| Work task |
How many lines in the material below contain the word "output"? Answer with the number alone.

| Records for the task |
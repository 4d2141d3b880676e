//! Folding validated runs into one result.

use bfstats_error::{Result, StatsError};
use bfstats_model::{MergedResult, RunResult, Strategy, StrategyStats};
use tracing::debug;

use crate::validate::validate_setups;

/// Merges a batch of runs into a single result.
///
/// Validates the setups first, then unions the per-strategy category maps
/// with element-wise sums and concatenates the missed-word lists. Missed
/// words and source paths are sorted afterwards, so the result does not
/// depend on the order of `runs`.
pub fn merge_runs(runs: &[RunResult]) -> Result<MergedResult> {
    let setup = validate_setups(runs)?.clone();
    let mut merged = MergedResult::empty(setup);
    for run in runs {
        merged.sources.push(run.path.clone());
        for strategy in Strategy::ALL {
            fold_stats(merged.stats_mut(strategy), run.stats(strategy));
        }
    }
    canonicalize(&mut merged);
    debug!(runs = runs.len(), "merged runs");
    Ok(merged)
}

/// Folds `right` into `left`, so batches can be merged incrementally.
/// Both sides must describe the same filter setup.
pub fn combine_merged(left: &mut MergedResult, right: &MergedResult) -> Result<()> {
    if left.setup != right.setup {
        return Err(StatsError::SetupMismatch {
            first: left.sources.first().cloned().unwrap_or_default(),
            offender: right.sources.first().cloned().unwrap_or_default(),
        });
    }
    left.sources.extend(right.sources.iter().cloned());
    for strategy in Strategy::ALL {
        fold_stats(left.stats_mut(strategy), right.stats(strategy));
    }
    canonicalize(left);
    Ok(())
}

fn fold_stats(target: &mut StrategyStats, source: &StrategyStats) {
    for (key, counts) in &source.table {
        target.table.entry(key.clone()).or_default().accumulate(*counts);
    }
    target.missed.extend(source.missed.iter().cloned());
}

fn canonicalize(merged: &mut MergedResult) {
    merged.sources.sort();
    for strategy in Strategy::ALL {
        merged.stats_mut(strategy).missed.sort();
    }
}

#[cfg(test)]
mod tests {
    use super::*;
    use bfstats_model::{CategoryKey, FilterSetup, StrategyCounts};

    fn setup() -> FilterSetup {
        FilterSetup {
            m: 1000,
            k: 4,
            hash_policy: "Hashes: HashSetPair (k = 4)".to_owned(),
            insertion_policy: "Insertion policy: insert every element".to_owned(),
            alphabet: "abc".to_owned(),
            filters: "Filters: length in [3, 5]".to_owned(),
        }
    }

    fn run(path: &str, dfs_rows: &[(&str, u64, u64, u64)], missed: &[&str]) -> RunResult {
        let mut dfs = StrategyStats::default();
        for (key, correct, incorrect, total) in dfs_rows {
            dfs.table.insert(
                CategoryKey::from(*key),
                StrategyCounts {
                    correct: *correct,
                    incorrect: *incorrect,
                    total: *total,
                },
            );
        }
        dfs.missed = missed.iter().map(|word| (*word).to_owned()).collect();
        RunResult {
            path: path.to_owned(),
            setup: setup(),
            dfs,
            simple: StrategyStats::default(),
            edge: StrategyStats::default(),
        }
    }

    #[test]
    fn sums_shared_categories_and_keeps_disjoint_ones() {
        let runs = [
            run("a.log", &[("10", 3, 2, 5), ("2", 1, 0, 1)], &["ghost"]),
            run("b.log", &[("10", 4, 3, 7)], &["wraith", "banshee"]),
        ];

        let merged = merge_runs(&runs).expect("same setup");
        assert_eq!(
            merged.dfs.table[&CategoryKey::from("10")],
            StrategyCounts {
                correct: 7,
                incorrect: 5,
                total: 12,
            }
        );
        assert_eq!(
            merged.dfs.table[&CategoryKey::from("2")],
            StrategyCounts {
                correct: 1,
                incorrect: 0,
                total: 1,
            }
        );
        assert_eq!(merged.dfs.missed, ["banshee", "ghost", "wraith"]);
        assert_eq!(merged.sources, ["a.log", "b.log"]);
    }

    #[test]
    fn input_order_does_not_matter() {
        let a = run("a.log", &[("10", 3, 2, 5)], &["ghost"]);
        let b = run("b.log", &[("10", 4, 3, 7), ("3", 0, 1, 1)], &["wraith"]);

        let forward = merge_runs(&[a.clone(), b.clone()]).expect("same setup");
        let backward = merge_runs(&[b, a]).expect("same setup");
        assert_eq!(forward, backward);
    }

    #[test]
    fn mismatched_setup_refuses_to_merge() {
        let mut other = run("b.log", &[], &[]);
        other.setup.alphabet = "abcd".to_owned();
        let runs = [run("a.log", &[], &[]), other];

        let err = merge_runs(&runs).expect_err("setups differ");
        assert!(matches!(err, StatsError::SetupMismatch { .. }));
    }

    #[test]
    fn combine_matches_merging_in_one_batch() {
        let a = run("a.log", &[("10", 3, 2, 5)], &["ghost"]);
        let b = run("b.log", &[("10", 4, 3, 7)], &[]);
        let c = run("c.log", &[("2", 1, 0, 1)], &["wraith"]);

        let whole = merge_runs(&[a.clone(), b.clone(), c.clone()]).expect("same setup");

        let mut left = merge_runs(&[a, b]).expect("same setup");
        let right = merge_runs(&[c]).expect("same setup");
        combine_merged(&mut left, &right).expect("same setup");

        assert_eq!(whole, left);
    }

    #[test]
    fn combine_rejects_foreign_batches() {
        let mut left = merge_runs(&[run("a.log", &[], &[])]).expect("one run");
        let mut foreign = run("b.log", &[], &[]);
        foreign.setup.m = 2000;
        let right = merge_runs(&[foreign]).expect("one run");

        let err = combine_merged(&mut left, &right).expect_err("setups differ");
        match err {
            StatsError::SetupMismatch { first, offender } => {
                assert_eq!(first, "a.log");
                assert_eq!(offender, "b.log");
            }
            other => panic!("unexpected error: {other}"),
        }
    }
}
==
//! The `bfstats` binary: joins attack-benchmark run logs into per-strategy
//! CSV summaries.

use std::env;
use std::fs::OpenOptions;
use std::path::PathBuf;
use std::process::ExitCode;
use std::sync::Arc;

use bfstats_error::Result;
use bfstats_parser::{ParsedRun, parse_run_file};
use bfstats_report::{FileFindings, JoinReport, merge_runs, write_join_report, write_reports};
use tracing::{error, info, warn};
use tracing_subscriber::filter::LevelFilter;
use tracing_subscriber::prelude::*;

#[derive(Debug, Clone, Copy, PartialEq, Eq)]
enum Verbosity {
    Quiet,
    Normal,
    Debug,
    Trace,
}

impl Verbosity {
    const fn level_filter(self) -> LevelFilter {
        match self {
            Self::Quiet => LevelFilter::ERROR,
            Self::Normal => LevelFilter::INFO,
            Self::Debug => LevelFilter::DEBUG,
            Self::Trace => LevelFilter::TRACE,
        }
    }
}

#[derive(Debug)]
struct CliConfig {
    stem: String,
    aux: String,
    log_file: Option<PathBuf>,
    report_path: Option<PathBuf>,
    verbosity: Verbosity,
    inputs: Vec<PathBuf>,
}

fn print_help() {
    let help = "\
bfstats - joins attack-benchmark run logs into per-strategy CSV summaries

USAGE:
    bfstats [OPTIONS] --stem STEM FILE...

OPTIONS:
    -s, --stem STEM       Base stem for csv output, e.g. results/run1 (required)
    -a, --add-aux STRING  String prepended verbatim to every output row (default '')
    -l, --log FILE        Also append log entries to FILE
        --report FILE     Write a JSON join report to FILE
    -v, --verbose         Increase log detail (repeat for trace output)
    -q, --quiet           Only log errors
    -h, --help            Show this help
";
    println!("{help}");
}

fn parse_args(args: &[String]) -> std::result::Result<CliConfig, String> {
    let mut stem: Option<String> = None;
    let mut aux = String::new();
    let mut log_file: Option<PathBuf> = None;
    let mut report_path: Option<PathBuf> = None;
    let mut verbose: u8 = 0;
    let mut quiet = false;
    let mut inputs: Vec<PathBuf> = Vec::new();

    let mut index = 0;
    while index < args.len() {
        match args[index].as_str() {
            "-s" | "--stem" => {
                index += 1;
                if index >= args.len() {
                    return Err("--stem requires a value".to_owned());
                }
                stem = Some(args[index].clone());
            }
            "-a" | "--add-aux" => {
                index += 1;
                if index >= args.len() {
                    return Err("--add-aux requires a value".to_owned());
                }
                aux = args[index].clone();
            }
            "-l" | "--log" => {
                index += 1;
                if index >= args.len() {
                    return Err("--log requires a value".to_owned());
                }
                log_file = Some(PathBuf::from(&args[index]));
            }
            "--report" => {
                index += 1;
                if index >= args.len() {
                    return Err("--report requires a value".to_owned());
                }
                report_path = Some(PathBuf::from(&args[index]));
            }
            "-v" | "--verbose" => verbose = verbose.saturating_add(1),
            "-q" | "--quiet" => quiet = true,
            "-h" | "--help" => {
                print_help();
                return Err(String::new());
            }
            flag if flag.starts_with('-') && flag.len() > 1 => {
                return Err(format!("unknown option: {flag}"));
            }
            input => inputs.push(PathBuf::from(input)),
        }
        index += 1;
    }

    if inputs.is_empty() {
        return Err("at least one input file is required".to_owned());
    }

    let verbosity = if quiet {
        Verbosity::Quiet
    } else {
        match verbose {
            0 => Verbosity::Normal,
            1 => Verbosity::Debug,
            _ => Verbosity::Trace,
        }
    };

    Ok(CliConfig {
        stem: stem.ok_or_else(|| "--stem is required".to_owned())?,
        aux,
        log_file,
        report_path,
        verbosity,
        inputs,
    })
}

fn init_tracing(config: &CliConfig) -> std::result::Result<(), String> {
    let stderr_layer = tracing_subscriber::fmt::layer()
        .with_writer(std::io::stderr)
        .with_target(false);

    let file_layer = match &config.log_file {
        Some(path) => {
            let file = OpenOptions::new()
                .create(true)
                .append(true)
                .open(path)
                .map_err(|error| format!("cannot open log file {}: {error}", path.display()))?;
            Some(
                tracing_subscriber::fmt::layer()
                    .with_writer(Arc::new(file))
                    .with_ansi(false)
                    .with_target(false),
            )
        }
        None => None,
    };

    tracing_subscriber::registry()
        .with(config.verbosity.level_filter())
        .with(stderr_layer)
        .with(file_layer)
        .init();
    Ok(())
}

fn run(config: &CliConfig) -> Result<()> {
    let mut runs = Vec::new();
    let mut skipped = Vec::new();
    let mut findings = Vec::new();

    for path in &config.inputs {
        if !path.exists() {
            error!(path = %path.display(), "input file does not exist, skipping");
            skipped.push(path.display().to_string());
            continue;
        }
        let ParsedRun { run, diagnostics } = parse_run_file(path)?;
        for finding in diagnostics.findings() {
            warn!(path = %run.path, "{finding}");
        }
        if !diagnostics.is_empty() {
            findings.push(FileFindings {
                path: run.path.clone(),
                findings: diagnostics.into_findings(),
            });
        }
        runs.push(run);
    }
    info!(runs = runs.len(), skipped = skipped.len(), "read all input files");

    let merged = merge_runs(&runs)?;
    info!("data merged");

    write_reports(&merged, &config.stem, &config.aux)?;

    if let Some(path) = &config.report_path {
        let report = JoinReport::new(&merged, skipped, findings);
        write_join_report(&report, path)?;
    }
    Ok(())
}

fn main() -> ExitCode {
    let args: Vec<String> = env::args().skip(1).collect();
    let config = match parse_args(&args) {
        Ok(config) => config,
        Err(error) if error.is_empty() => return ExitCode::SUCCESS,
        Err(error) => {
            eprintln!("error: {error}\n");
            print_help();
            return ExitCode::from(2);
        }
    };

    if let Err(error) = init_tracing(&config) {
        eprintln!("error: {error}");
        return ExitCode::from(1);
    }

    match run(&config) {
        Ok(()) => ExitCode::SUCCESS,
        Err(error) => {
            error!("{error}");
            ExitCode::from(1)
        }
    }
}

| Answer box |
3